Kültürel uyum teorileri kapsamında kültürel uzaklık kavramına çok fazla yer verilmektedir. Zira kültürel mesafenin büyüklüğünün kültürel uyum sürecinde belirleyici bir faktör olduğu ortaya konulmaktadır. Kültürel uzaklık ne kadar kısa olursa, içinde bulunulan ev sahibi kültürle benzerlik o kadar fazla demektir. Böylelikle yeni kültürü tanımak kolaylaşacaktır. Ancak bireyin kendi kültürü ile içine bulunduğu ev sahibi kültür arasındaki uzaklığın büyük olması, kültür şoku yaşamasına ve içinde bulunduğu ev sahibi kültüre uyum sağlamasını zorlaştırmaktadır. Diğer bir ifadeyle, kültürleşme sürecinde algılanan kültürel uzaklığın büyüklüğü arttıkça içinde bulundukları ev sahibi kültürle etkileşim düzeyleri azalmaktadır. Etkileşim seviyelerindeki azalışla birlikte yer değiştiren bireylerin kendi ülkelerine duydukları özlem artmaktadır. Aynı zamanda kültürel uzaklığın fazla olması nedeniyle kültürleşmedeki zorluklardan ortaya çıkan sosyal, psikolojik ve fiziksel kötü etkileri görülen kültürleşme stresinin artması ise bireyin içinde bulunduğu ev sahibi kültüre uyum sağlamasında direnç göstermesine neden olmaktadır. Direnç gösterme süreci uzadıkça kültürleşme de gecikmektedir.
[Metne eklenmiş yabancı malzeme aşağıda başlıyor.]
//! Edge detection filters: Sobel and Laplacian.
//!
//! Both convolve each color channel with a 3x3 kernel over a snapshot of the
//! input. Taps outside the image contribute nothing.

use crate::error::Result;
use crate::executor::ParallelExecutor;
use crate::image::{PixelBuffer, Rgb};

use super::core::{clamp_u8, coords, Window};

// ============================================================================
// Kernels (row-major, tap j at (j % 3 - 1, j / 3 - 1))
// ============================================================================

const SOBEL_X: [f64; 9] = [-1.0, 0.0, 1.0, -2.0, 0.0, 2.0, -1.0, 0.0, 1.0];
const SOBEL_Y: [f64; 9] = [-1.0, -2.0, -1.0, 0.0, 0.0, 0.0, 1.0, 2.0, 1.0];
const LAPLACIAN: [f64; 9] = [1.0, 1.0, 1.0, 1.0, -8.0, 1.0, 1.0, 1.0, 1.0];

/// Convolve every channel with each kernel in `kernels` and combine the
/// per-kernel responses with `combine`.
fn convolve3<const K: usize, F>(
    image: &mut PixelBuffer,
    kernels: [&[f64; 9]; K],
    combine: F,
    executor: &ParallelExecutor,
) -> Result<()>
where
    F: Fn([f64; K]) -> f64 + Sync,
{
    let window = Window::new(3)?;
    let source = image.clone();
    let (width, height) = (source.width(), source.height());

    executor.run(image.pixels_mut(), |start, chunk| {
        for (offset, px) in chunk.iter_mut().enumerate() {
            let (x, y) = coords(start + offset, width);
            let mut acc = [[0.0f64; K]; 3];
            for (tap, nx, ny) in window.neighbors(x, y, width, height) {
                let s = source.get(nx, ny).to_f64();
                for (k, kernel) in kernels.iter().enumerate() {
                    for c in 0..3 {
                        acc[c][k] += s[c] * kernel[tap];
                    }
                }
            }
            *px = Rgb::new(
                clamp_u8(combine(acc[0])),
                clamp_u8(combine(acc[1])),
                clamp_u8(combine(acc[2])),
            );
        }
    });
    Ok(())
}

/// Sobel gradient magnitude `sqrt(gx^2 + gy^2)` per channel.
///
/// Magnitudes above 255 saturate to 255. They are never wrapped the way a
/// plain 8-bit cast would wrap them.
pub fn sobel(image: &mut PixelBuffer, executor: &ParallelExecutor) -> Result<()> {
    convolve3(
        image,
        [&SOBEL_X, &SOBEL_Y],
        |[gx, gy]: [f64; 2]| (gx * gx + gy * gy).sqrt(),
        executor,
    )
}

/// 8-neighbour Laplacian per channel, clamped to [0, 255].
pub fn laplacian(image: &mut PixelBuffer, executor: &ParallelExecutor) -> Result<()> {
    convolve3(image, [&LAPLACIAN], |[v]: [f64; 1]| v, executor)
}

#[cfg(test)]
mod tests {
    use super::*;
    use crate::image::BitDepth;

    fn vertical_edge() -> PixelBuffer {
        let mut img = PixelBuffer::new(BitDepth::Rgb24, 6, 5).unwrap();
        for y in 0..5 {
            for x in 3..6 {
                img.set(x, y, Rgb::WHITE);
            }
        }
        img
    }

    #[test]
    fn test_sobel_detects_vertical_edge() {
        let mut img = vertical_edge();
        sobel(&mut img, &ParallelExecutor::with_workers(2).unwrap()).unwrap();
        assert_eq!(img.get(2, 2), Rgb::WHITE);
        assert_eq!(img.get(3, 2), Rgb::WHITE);
        // Flat interior away from the edge
        assert_eq!(img.get(1, 2), Rgb::BLACK);
    }

    #[test]
    fn test_sobel_saturates_instead_of_wrapping() {
        let mut img = PixelBuffer::new(BitDepth::Rgb24, 6, 5).unwrap();
        for y in 0..5 {
            for x in 3..6 {
                img.set(x, y, Rgb::gray(200));
            }
        }
        sobel(&mut img, &ParallelExecutor::sequential()).unwrap();
        // gx = 4 * 200 = 800, which an 8-bit cast would turn into 32
        assert_eq!(img.get(2, 2), Rgb::WHITE);
    }

    #[test]
    fn test_sobel_flat_interior_is_zero() {
        let mut img = PixelBuffer::filled(BitDepth::Rgb24, 5, 5, Rgb::gray(128)).unwrap();
        sobel(&mut img, &ParallelExecutor::sequential()).unwrap();
        assert_eq!(img.get(2, 2), Rgb::BLACK);
    }

    #[test]
    fn test_laplacian_uniform_is_zero() {
        let mut img = PixelBuffer::filled(BitDepth::Rgb24, 5, 4, Rgb::new(128, 7, 250)).unwrap();
        laplacian(&mut img, &ParallelExecutor::sequential()).unwrap();
        assert!(img.pixels().iter().all(|&p| p == Rgb::BLACK));
    }

    #[test]
    fn test_laplacian_highlights_dark_side_of_edge() {
        let mut img = vertical_edge();
        laplacian(&mut img, &ParallelExecutor::sequential()).unwrap();
        // Black column next to three white taps: 3 * 255, saturated
        assert_eq!(img.get(2, 2), Rgb::WHITE);
        // White column next to three black taps goes negative and clamps
        assert_eq!(img.get(3, 2), Rgb::BLACK);
    }
}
Diğer taraftan farklı kültürel uzaklıklardaki ülkelerin cazibesi daha fazla olduğu kabul edilebilir. Turizm amaçlı yer değiştirmelerde sosyo-kültürel benzerlik oranı düşük olan ülkelere duyulan merak ve farklılıkları görme heyecanı, bilgi sahibi olma arzusunu da arttıracaktır. Kültürel uzaklık unsuru turizm hareketliliğinin yönünü de belirleyen olumlu faktörlerden biri olarak kabul edilebilir.
Referanslar
Babiker, I. E., Cox, J. L. ve Miller, P. M. (1980). The Measurement of Cultural Distance and Its Relationship to Medical Consultations, Symptomatology and Examination Performance of Overseas Students in Edinburgh University, Social Psychiatry, 15: 109-116; Bektaş, Y., Demir, A. ve Bowden, R. (2009). Psychological Adaptation of Turkish Students at U.S. Campuses, International Journal for the Advancement of Counselling, 31 (2): 130-143; Berry, J. W. (1997). Immigration, Acculturation, and Adaptation, Applied Psychology: An International Review, 46: 5-68.